In a recent study published in Nucleic Acids Research, researchers from the Interdisciplinary Nanoscience Center (iNANO) and Aarhus University Hospital shed light on the intricate defense mechanisms of bacterial biofilms. Spearheaded by Professor Rikke Louise Meyer, Gabriel Antonio Salvador Minero, and a collaborative team including Victoria Birkedal, Daniel Erik Otzen, and researchers from Aarhus University Hospital, the study unveils the presence of non-canonical DNA structures, specifically G-quadruplexes and Z-DNA, within the extracellular matrix of Staphylococcus epidermidis biofilms.

Biofilms, dense communities of bacteria encased in a matrix of polysaccharides, proteins, and extracellular DNA (eDNA), are notorious for their resilience against environmental stresses and immune attacks. However, the role of eDNA and its conformation within biofilms has remained largely elusive until now.

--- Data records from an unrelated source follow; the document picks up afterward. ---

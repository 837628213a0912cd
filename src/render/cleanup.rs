//! Text cleanup for rendered section bodies.

use regex::Regex;
use unicode_normalization::UnicodeNormalization;

/// Cleanup preset levels.
#[derive(Debug, Clone, Copy, PartialEq, Eq, Default)]
pub enum CleanupPreset {
    /// Minimal cleanup: Unicode NFC normalization and whitespace collapsing
    Minimal,
    /// Standard cleanup: minimal plus ligatures and hyphenation
    #[default]
    Standard,
}

/// Options for text cleanup.
#[derive(Debug, Clone, PartialEq, Eq)]
pub struct CleanupOptions {
    /// Normalize Unicode to NFC form
    pub normalize_unicode: bool,

    /// Fix ligatures (fi, fl, etc.)
    pub fix_ligatures: bool,

    /// Join words hyphenated across line breaks ("infor- mation")
    pub fix_hyphenation: bool,

    /// Remove Unicode replacement character (U+FFFD)
    pub remove_replacement_char: bool,

    /// Collapse runs of whitespace into single spaces
    pub collapse_whitespace: bool,
}

impl CleanupOptions {
    /// Create options from a preset.
    pub fn from_preset(preset: CleanupPreset) -> Self {
        match preset {
            CleanupPreset::Minimal => Self::minimal(),
            CleanupPreset::Standard => Self::standard(),
        }
    }

    /// Minimal cleanup options.
    pub fn minimal() -> Self {
        Self {
            normalize_unicode: true,
            fix_ligatures: false,
            fix_hyphenation: false,
            remove_replacement_char: false,
            collapse_whitespace: true,
        }
    }

    /// Standard cleanup options.
    pub fn standard() -> Self {
        Self {
            normalize_unicode: true,
            fix_ligatures: true,
            fix_hyphenation: true,
            remove_replacement_char: true,
            collapse_whitespace: true,
        }
    }
}

impl Default for CleanupOptions {
    fn default() -> Self {
        Self::standard()
    }
}

/// Text cleanup pipeline.
pub struct CleanupPipeline {
    options: CleanupOptions,
    hyphenation_regex: Regex,
    whitespace_regex: Regex,
    ligature_map: Vec<(&'static str, &'static str)>,
}

impl CleanupPipeline {
    /// Create a new cleanup pipeline with the given options.
    pub fn new(options: CleanupOptions) -> Self {
        Self {
            options,
            hyphenation_regex: Regex::new(r"([a-zA-Z])-\s+([a-z])").unwrap(),
            whitespace_regex: Regex::new(r"\s+").unwrap(),
            ligature_map: vec![
                ("\u{FB00}", "ff"),  // ﬀ
                ("\u{FB01}", "fi"),  // ﬁ
                ("\u{FB02}", "fl"),  // ﬂ
                ("\u{FB03}", "ffi"), // ﬃ
                ("\u{FB04}", "ffl"), // ﬄ
                ("\u{FB05}", "st"),  // ﬅ
                ("\u{FB06}", "st"),  // ﬆ
            ],
        }
    }

    /// Create a pipeline from a preset.
    pub fn from_preset(preset: CleanupPreset) -> Self {
        Self::new(CleanupOptions::from_preset(preset))
    }

    /// Process text through the cleanup pipeline.
    pub fn process(&self, text: &str) -> String {
        let mut result = text.to_string();

        if self.options.normalize_unicode {
            result = result.nfc().collect();
        }

        if self.options.fix_ligatures {
            for (ligature, replacement) in &self.ligature_map {
                result = result.replace(ligature, replacement);
            }
        }

        if self.options.remove_replacement_char {
            result = result.replace('\u{FFFD}', "");
        }

        if self.options.fix_hyphenation {
            result = self
                .hyphenation_regex
                .replace_all(&result, "$1$2")
                .to_string();
        }

        if self.options.collapse_whitespace {
            result = self.whitespace_regex.replace_all(&result, " ").to_string();
        }

        result.trim().to_string()
    }
}
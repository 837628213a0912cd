//! Span dumps serialized as JSON.

use std::fs;
use std::path::Path;

use serde::Deserialize;

use crate::detect::{detect_layout_from_bytes, strip_bom};
use crate::error::Result;
use crate::model::{Document, Page};

use super::DocumentSource;

/// Reads documents from JSON span dumps written by an external renderer.
#[derive(Debug, Clone, Copy, Default)]
pub struct JsonSource;

impl JsonSource {
    /// Create a new JSON source.
    pub fn new() -> Self {
        Self
    }
}

#[derive(Deserialize)]
#[serde(untagged)]
enum SpanDump {
    Document(Document),
    Pages(Vec<Page>),
}

impl DocumentSource for JsonSource {
    fn supported_extensions(&self) -> &[&str] {
        &["json"]
    }

    fn name(&self) -> &str {
        "json"
    }

    fn load(&self, path: &Path) -> Result<Document> {
        let data = fs::read(path)?;
        self.load_bytes(&data)
    }

    fn load_bytes(&self, bytes: &[u8]) -> Result<Document> {
        let layout = detect_layout_from_bytes(bytes)?;
        log::debug!("Loading span dump ({})", layout);

        let document = match serde_json::from_slice(strip_bom(bytes))? {
            SpanDump::Document(doc) => doc,
            SpanDump::Pages(pages) => Document::from_pages(pages),
        };
        log::debug!(
            "Loaded {} pages, {} spans",
            document.page_count(),
            document.span_count()
        );
        Ok(document)
    }
}

#[cfg(test)]
mod tests {
    use super::*;
    use crate::error::Error;

    #[test]
    fn test_load_document_object() {
        let json = br#"{"pages": [{"width": 612, "blocks": [
            {"type": 0, "lines": [{"spans": [{"text": "Hello", "size": 12.0}]}]},
            {"type": 1, "bbox": [0, 0, 10, 10]}
        ]}]}"#;
        let doc = JsonSource::new().load_bytes(json).unwrap();
        assert_eq!(doc.page_count(), 1);
        assert_eq!(doc.pages[0].width, Some(612.0));
        assert_eq!(doc.span_count(), 1);
        assert!(!doc.pages[0].blocks[1].is_text());
    }

    #[test]
    fn test_load_page_list() {
        let json = br#"[{"blocks": []}, {"blocks": [{"lines": [{"spans": [{"text": "x", "size": 9}]}]}]}]"#;
        let doc = JsonSource::new().load_bytes(json).unwrap();
        assert_eq!(doc.page_count(), 2);
        assert_eq!(doc.span_count(), 1);
    }

    #[test]
    fn test_load_rejects_non_json() {
        let result = JsonSource::new().load_bytes(b"not json");
        assert!(matches!(result, Err(Error::UnknownFormat)));

        let result = JsonSource::new().load_bytes(b"{\"pages\": 3}");
        assert!(matches!(result, Err(Error::Json(_))));
    }
}
//! Extraction options and the tuning constants behind them.

use crate::error::{Error, Result};

/// Maximum font size difference for a span to count as a title size.
pub const TITLE_SIZE_TOLERANCE: f64 = 0.3;

/// A title span must have strictly more characters than this.
pub const MIN_TITLE_CHARS: usize = 4;

/// Spans containing this text never contribute to the title.
pub const TITLE_EXCLUSION: &str = "arXiv";

/// An upper-case heading must have strictly more A-Z letters than this.
pub const MIN_UPPER_LETTERS: usize = 4;

/// Whole-word token (case-insensitive) that starts section segmentation.
pub const START_MARKER: &str = "Abstract";

/// Heading text that ends section segmentation, matched as written or in all caps.
pub const STOP_MARKER: &str = "References";

/// Options for title and section extraction.
#[derive(Debug, Clone, PartialEq)]
pub struct ExtractOptions {
    /// Title size tolerance in points
    pub title_tolerance: f64,

    /// Title spans need more characters than this
    pub min_title_chars: usize,

    /// Substring that disqualifies a title span
    pub title_exclusion: String,

    /// Upper-case headings need more A-Z letters than this
    pub min_upper_letters: usize,

    /// Token that opens the first section
    pub start_marker: String,

    /// Heading text that terminates segmentation
    pub stop_marker: String,

    /// What to do with a font heading whose size differs from the locked one
    pub heading_mismatch: HeadingMismatch,

    /// How the last open section is trimmed
    pub trim: TrimMode,

    /// Title supplied by the caller; skips title detection when set
    pub known_title: Option<String>,
}

impl ExtractOptions {
    /// Create new options with defaults.
    pub fn new() -> Self {
        Self::default()
    }

    /// Set the title size tolerance.
    pub fn with_title_tolerance(mut self, tolerance: f64) -> Self {
        self.title_tolerance = tolerance;
        self
    }

    /// Set the minimum title span length.
    pub fn with_min_title_chars(mut self, chars: usize) -> Self {
        self.min_title_chars = chars;
        self
    }

    /// Set the title exclusion substring.
    pub fn with_title_exclusion(mut self, exclusion: impl Into<String>) -> Self {
        self.title_exclusion = exclusion.into();
        self
    }

    /// Set the minimum letter count of upper-case headings.
    pub fn with_min_upper_letters(mut self, letters: usize) -> Self {
        self.min_upper_letters = letters;
        self
    }

    /// Set the start marker.
    pub fn with_start_marker(mut self, marker: impl Into<String>) -> Self {
        self.start_marker = marker.into();
        self
    }

    /// Set the stop marker.
    pub fn with_stop_marker(mut self, marker: impl Into<String>) -> Self {
        self.stop_marker = marker.into();
        self
    }

    /// Set the heading mismatch policy.
    pub fn with_heading_mismatch(mut self, policy: HeadingMismatch) -> Self {
        self.heading_mismatch = policy;
        self
    }

    /// Set the trim mode.
    pub fn with_trim(mut self, trim: TrimMode) -> Self {
        self.trim = trim;
        self
    }

    /// Trim every section body, including the last one.
    pub fn uniform_trim(mut self) -> Self {
        self.trim = TrimMode::Uniform;
        self
    }

    /// Use a known title instead of detecting one.
    pub fn with_known_title(mut self, title: impl Into<String>) -> Self {
        self.known_title = Some(title.into());
        self
    }

    /// Check the options for values the analysis cannot work with.
    pub fn validate(&self) -> Result<()> {
        if !self.title_tolerance.is_finite() || self.title_tolerance < 0.0 {
            return Err(Error::InvalidOptions(format!(
                "title tolerance must be a non-negative number, got {}",
                self.title_tolerance
            )));
        }
        if self.start_marker.trim().is_empty() {
            return Err(Error::InvalidOptions(
                "start marker cannot be empty".to_string(),
            ));
        }
        if self.stop_marker.trim().is_empty() {
            return Err(Error::InvalidOptions(
                "stop marker cannot be empty".to_string(),
            ));
        }
        Ok(())
    }
}

impl Default for ExtractOptions {
    fn default() -> Self {
        Self {
            title_tolerance: TITLE_SIZE_TOLERANCE,
            min_title_chars: MIN_TITLE_CHARS,
            title_exclusion: TITLE_EXCLUSION.to_string(),
            min_upper_letters: MIN_UPPER_LETTERS,
            start_marker: START_MARKER.to_string(),
            stop_marker: STOP_MARKER.to_string(),
            heading_mismatch: HeadingMismatch::Drop,
            trim: TrimMode::Compatible,
            known_title: None,
        }
    }
}

/// Handling of a font-size heading whose size differs from the locked heading font.
#[derive(Debug, Clone, Copy, PartialEq, Eq, Default)]
pub enum HeadingMismatch {
    /// Discard the span: it becomes neither heading nor body
    #[default]
    Drop,
    /// Append the span to the current section body
    AsBody,
}

/// Trimming of section bodies.
#[derive(Debug, Clone, Copy, PartialEq, Eq, Default)]
pub enum TrimMode {
    /// Trim a body when the next heading opens; the last body stays as accumulated
    #[default]
    Compatible,
    /// Trim every body, including the one open when the spans run out
    Uniform,
}
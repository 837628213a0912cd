//! JSON rendering of extractions.

use crate::error::{Error, Result};
use crate::model::Extraction;

/// JSON output format.
#[derive(Debug, Clone, Copy, PartialEq, Eq, Default)]
pub enum JsonFormat {
    /// Pretty-printed JSON with indentation
    #[default]
    Pretty,
    /// Compact JSON without extra whitespace
    Compact,
}

/// Convert an extraction to JSON.
pub fn to_json(extraction: &Extraction, format: JsonFormat) -> Result<String> {
    let result = match format {
        JsonFormat::Pretty => serde_json::to_string_pretty(extraction),
        JsonFormat::Compact => serde_json::to_string(extraction),
    };

    result.map_err(|e| Error::Render(format!("JSON serialization error: {}", e)))
}
//! Markdown rendering of extractions.

use crate::error::Result;
use crate::model::Extraction;

use super::{CleanupPipeline, RenderOptions};

/// Convert an extraction to Markdown.
pub fn to_markdown(extraction: &Extraction, options: &RenderOptions) -> Result<String> {
    let renderer = MarkdownRenderer::new(options.clone());
    renderer.render(extraction)
}

/// Markdown renderer.
pub struct MarkdownRenderer {
    options: RenderOptions,
    cleanup: Option<CleanupPipeline>,
}

impl MarkdownRenderer {
    /// Create a new Markdown renderer.
    pub fn new(options: RenderOptions) -> Self {
        let cleanup = options.cleanup.clone().map(CleanupPipeline::new);
        Self { options, cleanup }
    }

    /// Render an extraction to Markdown.
    pub fn render(&self, extraction: &Extraction) -> Result<String> {
        let mut output = String::new();

        if self.options.include_title && !extraction.title.is_empty() {
            output.push_str("# ");
            output.push_str(&self.clean(&extraction.title));
            output.push_str("\n\n");
        }

        let marker = "#".repeat(self.options.section_heading_level.clamp(1, 6) as usize);
        for section in &extraction.sections {
            let body = self.clean(&section.body);
            if body.trim().is_empty() && !self.options.include_empty_sections {
                continue;
            }

            output.push_str(&format!("{} {}\n\n", marker, section.name.trim()));
            if !body.trim().is_empty() {
                output.push_str(body.trim());
                output.push_str("\n\n");
            }
        }

        Ok(output.trim_end().to_string())
    }

    fn clean(&self, text: &str) -> String {
        match &self.cleanup {
            Some(pipeline) => pipeline.process(text),
            None => text.to_string(),
        }
    }
}

#[cfg(test)]
mod tests {
    use super::*;
    use crate::model::Section;
    use crate::render::CleanupPreset;

    fn sample() -> Extraction {
        Extraction {
            title: "A Study of X".to_string(),
            title_page: 0,
            sections: vec![
                Section::new("Abstract", "We study X."),
                Section::new("Empty", ""),
                Section::new("METHOD", " We   do Y. "),
            ],
        }
    }

    #[test]
    fn test_to_markdown() {
        let md = to_markdown(&sample(), &RenderOptions::default()).unwrap();
        assert_eq!(
            md,
            "# A Study of X\n\n## Abstract\n\nWe study X.\n\n## Empty\n\n## METHOD\n\nWe   do Y."
        );
    }

    #[test]
    fn test_to_markdown_options() {
        let options = RenderOptions::new()
            .with_title(false)
            .with_section_level(3)
            .with_empty_sections(false)
            .with_cleanup_preset(CleanupPreset::Minimal);
        let md = to_markdown(&sample(), &options).unwrap();
        assert_eq!(md, "### Abstract\n\nWe study X.\n\n### METHOD\n\nWe do Y.");
    }

    #[test]
    fn test_to_markdown_empty_extraction() {
        let md = to_markdown(&Extraction::default(), &RenderOptions::default()).unwrap();
        assert!(md.is_empty());
    }
}
//! Result types produced by structure extraction.

use serde::{Deserialize, Serialize};
use std::collections::HashMap;

/// Key under which the title is merged into the section lookup.
pub const TITLE_KEY: &str = "title";

/// Title recovered from the largest fonts of a document.
#[derive(Debug, Clone, Default, PartialEq, Eq, Serialize, Deserialize)]
pub struct TitleResult {
    /// Space-joined qualifying spans, newlines replaced by spaces
    pub title: String,

    /// Index (0-based) of the page holding the last span that contributed
    pub title_page: usize,
}

impl TitleResult {
    /// Create a new title result.
    pub fn new(title: impl Into<String>, title_page: usize) -> Self {
        Self {
            title: title.into(),
            title_page,
        }
    }

    /// Check if no title was found.
    pub fn is_empty(&self) -> bool {
        self.title.is_empty()
    }
}

/// Ordered mapping from heading name to body text.
///
/// Keeps the order of first occurrence next to the lookup map. A heading
/// name that occurs twice keeps its first position and restarts its body.
#[derive(Debug, Clone, Default, PartialEq, Eq)]
pub struct SectionTable {
    order: Vec<String>,
    texts: HashMap<String, String>,
}

impl SectionTable {
    /// Create a new empty table.
    pub fn new() -> Self {
        Self::default()
    }

    /// Open a section with an empty body.
    ///
    /// Returns `true` if the name was not present before.
    pub fn open(&mut self, name: &str) -> bool {
        let is_new = self.texts.insert(name.to_string(), String::new()).is_none();
        if is_new {
            self.order.push(name.to_string());
        }
        is_new
    }

    /// Append text to a section body. Unknown names are ignored.
    pub fn append(&mut self, name: &str, text: &str) {
        if let Some(body) = self.texts.get_mut(name) {
            body.push_str(text);
        }
    }

    /// Trim leading and trailing whitespace from a section body.
    pub fn trim(&mut self, name: &str) {
        if let Some(body) = self.texts.get_mut(name) {
            let trimmed = body.trim();
            if trimmed.len() != body.len() {
                *body = trimmed.to_string();
            }
        }
    }

    /// Body of a section.
    pub fn get(&self, name: &str) -> Option<&str> {
        self.texts.get(name).map(String::as_str)
    }

    /// Section names in order of first occurrence.
    pub fn names(&self) -> &[String] {
        &self.order
    }

    /// Lookup from section name to body.
    pub fn texts(&self) -> &HashMap<String, String> {
        &self.texts
    }

    /// Number of sections.
    pub fn len(&self) -> usize {
        self.order.len()
    }

    /// Check if the table has no sections.
    pub fn is_empty(&self) -> bool {
        self.order.is_empty()
    }

    /// Iterate over `(name, body)` pairs in order.
    pub fn iter(&self) -> impl Iterator<Item = (&str, &str)> + '_ {
        self.order
            .iter()
            .map(move |name| (name.as_str(), self.get(name).unwrap_or_default()))
    }

    /// Convert into an ordered list of sections.
    pub fn into_sections(mut self) -> Vec<Section> {
        self.order
            .into_iter()
            .map(|name| {
                let body = self.texts.remove(&name).unwrap_or_default();
                Section { name, body }
            })
            .collect()
    }
}

/// A named section and its body text.
#[derive(Debug, Clone, PartialEq, Eq, Serialize, Deserialize)]
pub struct Section {
    /// Heading text
    pub name: String,

    /// Body text accumulated under the heading
    pub body: String,
}

impl Section {
    /// Create a new section.
    pub fn new(name: impl Into<String>, body: impl Into<String>) -> Self {
        Self {
            name: name.into(),
            body: body.into(),
        }
    }
}

/// Structured result of analysing one document.
#[derive(Debug, Clone, Default, PartialEq, Eq, Serialize, Deserialize)]
pub struct Extraction {
    /// Recovered title (may be empty)
    pub title: String,

    /// Page index of the last title span
    pub title_page: usize,

    /// Sections in order of first occurrence
    pub sections: Vec<Section>,
}

impl Extraction {
    /// Assemble an extraction from its parts.
    pub fn new(title: TitleResult, sections: SectionTable) -> Self {
        Self {
            title: title.title,
            title_page: title.title_page,
            sections: sections.into_sections(),
        }
    }

    /// Section names in order.
    pub fn section_names(&self) -> Vec<&str> {
        self.sections.iter().map(|s| s.name.as_str()).collect()
    }

    /// Body of a section by name.
    pub fn section(&self, name: &str) -> Option<&str> {
        self.sections
            .iter()
            .find(|s| s.name == name)
            .map(|s| s.body.as_str())
    }

    /// Section lookup with the title merged in under [`TITLE_KEY`].
    pub fn section_texts(&self) -> HashMap<String, String> {
        let mut texts: HashMap<String, String> = self
            .sections
            .iter()
            .map(|s| (s.name.clone(), s.body.clone()))
            .collect();
        texts.insert(TITLE_KEY.to_string(), self.title.clone());
        texts
    }

    /// Ordered `(name, body)` entries of [`Self::section_texts`].
    ///
    /// Sections come first; the title entry replaces a section literally
    /// named [`TITLE_KEY`] in place, otherwise it is appended.
    pub fn entries(&self) -> Vec<(&str, &str)> {
        let mut entries: Vec<(&str, &str)> = self
            .sections
            .iter()
            .map(|s| (s.name.as_str(), s.body.as_str()))
            .collect();
        match entries.iter_mut().find(|(name, _)| *name == TITLE_KEY) {
            Some(entry) => entry.1 = self.title.as_str(),
            None => entries.push((TITLE_KEY, self.title.as_str())),
        }
        entries
    }

    /// Check if nothing useful was extracted.
    pub fn is_empty(&self) -> bool {
        self.title.is_empty() && self.sections.is_empty()
    }
}

#[cfg(test)]
mod tests {
    use super::*;

    #[test]
    fn test_section_table_keeps_first_position() {
        let mut table = SectionTable::new();
        assert!(table.open("Intro"));
        table.append("Intro", " old text");
        assert!(table.open("Method"));
        assert!(!table.open("Intro"));
        table.append("Intro", " new text");

        assert_eq!(table.names(), ["Intro", "Method"]);
        assert_eq!(table.get("Intro"), Some(" new text"));
        assert_eq!(table.len(), 2);
    }

    #[test]
    fn test_section_table_trim() {
        let mut table = SectionTable::new();
        table.open("Abstract");
        table.append("Abstract", " We study X. ");
        table.trim("Abstract");
        assert_eq!(table.get("Abstract"), Some("We study X."));
        table.append("Missing", "ignored");
        assert!(table.get("Missing").is_none());
    }

    #[test]
    fn test_extraction_section_texts_include_title() {
        let mut table = SectionTable::new();
        table.open("Abstract");
        table.append("Abstract", "Body");
        let extraction = Extraction::new(TitleResult::new("A Paper", 0), table);

        let texts = extraction.section_texts();
        assert_eq!(texts.get("title").map(String::as_str), Some("A Paper"));
        assert_eq!(texts.get("Abstract").map(String::as_str), Some("Body"));
        assert_eq!(extraction.section_names(), vec!["Abstract"]);
        assert_eq!(extraction.entries(), vec![("Abstract", "Body"), ("title", "A Paper")]);
    }

    #[test]
    fn test_entries_replace_title_section_in_place() {
        let extraction = Extraction {
            title: "Real".to_string(),
            title_page: 0,
            sections: vec![Section::new("title", "fake"), Section::new("Intro", "x")],
        };
        assert_eq!(extraction.entries(), vec![("title", "Real"), ("Intro", "x")]);
    }
}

Using innovative techniques including immunolabeling, fluorescence microscopy, and optical coherence tomography, the researchers demonstrated the prevalence of G-quadruplexes and Z-DNA within the biofilm matrix. Interestingly, these structures formed intricate web-like patterns, suggesting a crucial role in biofilm architecture and stability.

Furthermore, the study uncovered the protective function of these non-canonical DNA structures against nucleases. While mammalian DNase I showed little activity against G-quadruplexes and Z-DNA, Micrococcal nuclease, originating from Staphylococcus aureus, demonstrated the ability to degrade these structures. This finding suggests a potential mechanism for biofilm dispersal in staphylococci, highlighting the importance of understanding bacterial defense strategies for developing effective antibiofilm therapies.

Perhaps most intriguingly, the researchers discovered that eDNA within biofilms possesses inherent peroxidase-like activity in the presence of hemin. This revelation challenges conventional knowledge by suggesting that biofilms themselves may possess enzymatic capabilities traditionally associated with host defense mechanisms.

These findings not only deepen our understanding of biofilm biology but also offer promising avenues for the development of novel antibiofilm strategies. By targeting the unique structural and enzymatic features of biofilms, researchers may pave the way for more effective therapies against biofilm-associated infections, ultimately benefiting human health and combating antibiotic resistance.

In the wake of these research results Professor Rikke L. Meyer has been awarded a Semper Ardens grant of 9.97 million DKK for "The Catalytic Network" project. This initiative explores the use of extracellular DNA (eDNA) in bacterial biofilms, unveiling how biofilms form resilient structures with catalytic properties. The project combines microbiology, DNA chemistry, and biophysics to understand the intricacies of bacterial biofilms, offering new insights into the role of DNA in living organisms.

Additionally, a partnership with industry leader Novonesis has been forged, which reflects the potential for translating these discoveries into practical applications.